Avez-vous quelquefois, dans les rues des ports de mer, sur les quais d’embarquement, suivi du regard un groupe d’émigrans, ahuris au milieu des nouveautés de leur exode vers l’inconnu? Ils semblent tituber sous le poids de leurs propres résolutions, ne savent plus déjà d’où ils viennent, moins encore où ils vont ; ayant rompu le fil de leur vie passée, ils n’ont pas la notion de celle de demain ; ils sont déjà dépaysés, égarés par le vertige avant même d’avoir quitté le sol de la patrie. Suivez-les par la pensée. A l’arrivée, vous les retrouvez amollis par une traversée plus ou moins longue, ayant égrené le long du chemin toutes les résolutions prises au départ, sentant le danger partout et manquant d’énergie pour faire le premier effort. C’est en les voyant là surtout que l’on comprend combien peu d’hommes ont a priori les qualités si nombreuses qui contribuent à faire d’un travailleur ordinaire, à peu près apte à remplir dans son pays sa tâche quotidienne, un émigrant ayant tout à apprendre ou à rapprendre dans celui où il va s’établir. Les plus disposés à écouter les conseils intéressés; de l’agent d’émigration ne sont pas toujours les mieux pré- parés pour les suivre.
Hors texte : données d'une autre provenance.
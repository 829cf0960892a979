//! Error types for the ensindex pipeline.

use thiserror::Error;

/// Errors that can occur while reconciling registrar events.
///
/// Everything except [`IndexerError::ControllerNotFound`] is fatal: the unit of
/// work is rolled back and ingestion for the chain halts. Missing pricing or
/// referral facts are never errors; they are modelled as data
/// (`Pricing::Unknown`, `Referral::NotApplicable`).
#[derive(Debug, Error)]
pub enum IndexerError {
    #[error("Storage error: {0}")]
    Storage(String),

    #[error("Registration lifecycle already exists for node {node} in subregistry {subregistry}")]
    LifecycleAlreadyExists { subregistry: String, node: String },

    #[error("No registration lifecycle for node {node} in subregistry {subregistry}")]
    LifecycleNotFound { subregistry: String, node: String },

    #[error("No pending correlation for logical event key {key}")]
    CorrelationMissing { key: String },

    #[error("Registrar action {id} resolved from {key} does not exist")]
    ActionMissing { id: String, key: String },

    #[error("Registrar action {id} cannot be patched: {reason}")]
    ActionMismatch { id: String, reason: String },

    #[error("Registrar action {id} violates an invariant: {reason}")]
    InvariantViolation { id: String, reason: String },

    #[error("Controller {controller} is not known on chain {chain_id}")]
    ControllerNotFound { chain_id: u64, controller: String },

    #[error("Invalid '{event}' event: {reason}")]
    InvalidEvent { event: String, reason: String },

    #[error("Out-of-order event on chain {chain_id}: {current} delivered after {previous}")]
    OutOfOrder {
        chain_id: u64,
        previous: String,
        current: String,
    },

    #[error("Indexer aborted: {reason}")]
    Aborted { reason: String },

    #[error("{0}")]
    Other(String),
}

impl IndexerError {
    /// Returns `true` if ingestion must halt on this error.
    ///
    /// Coverage gaps (a removed controller we never saw added) are logged and
    /// skipped; every other kind means derived data would be corrupted.
    pub fn is_fatal(&self) -> bool {
        !matches!(self, Self::ControllerNotFound { .. })
    }

    /// Shorthand for an adapter decode failure.
    pub fn invalid_event(event: &str, reason: impl Into<String>) -> Self {
        Self::InvalidEvent {
            event: event.to_string(),
            reason: reason.into(),
        }
    }
}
Il y a parmi eux beaucoup de rêveurs, de songe-creux, prêts à prendre ce chemin nouveau qu’on leur montre sans voir qu’il mène à un point inconnu où commencera seulement le sentier quelque peu rude à gravir, où toute l’énergie d’un homme de cœur n’est pas de trop pour s’élever un peu et, une fois à mi-côte, ne pas rouler en bas. Croire sur parole les agens d’émigration n’est pas le fait du paysan français, et peut-être a-t-il tout à fait raison. Ces agens, même quand ils sont sincères et disent la vérité sur le pays dont ils parlent, trompent toujours quelque peu leur auditoire, parce qu’ils se gardent bien de jeter sur leurs tableaux l’ombre de cette vérité, que l’expérience démontre, que l’émigration, même pour le pays le meilleur, le plus sain, le plus hospitalier, le plus favorisé, est la plus périlleuse, la plus compliquée, la plus pénible des entreprises humaines, celle qui vend le plus cher ce que l’on croit qu’elle donne, celle qui ne permet le succès qu’aux résolus, aux énergiques et aux patiens : la légende seule lui prête des succès faciles.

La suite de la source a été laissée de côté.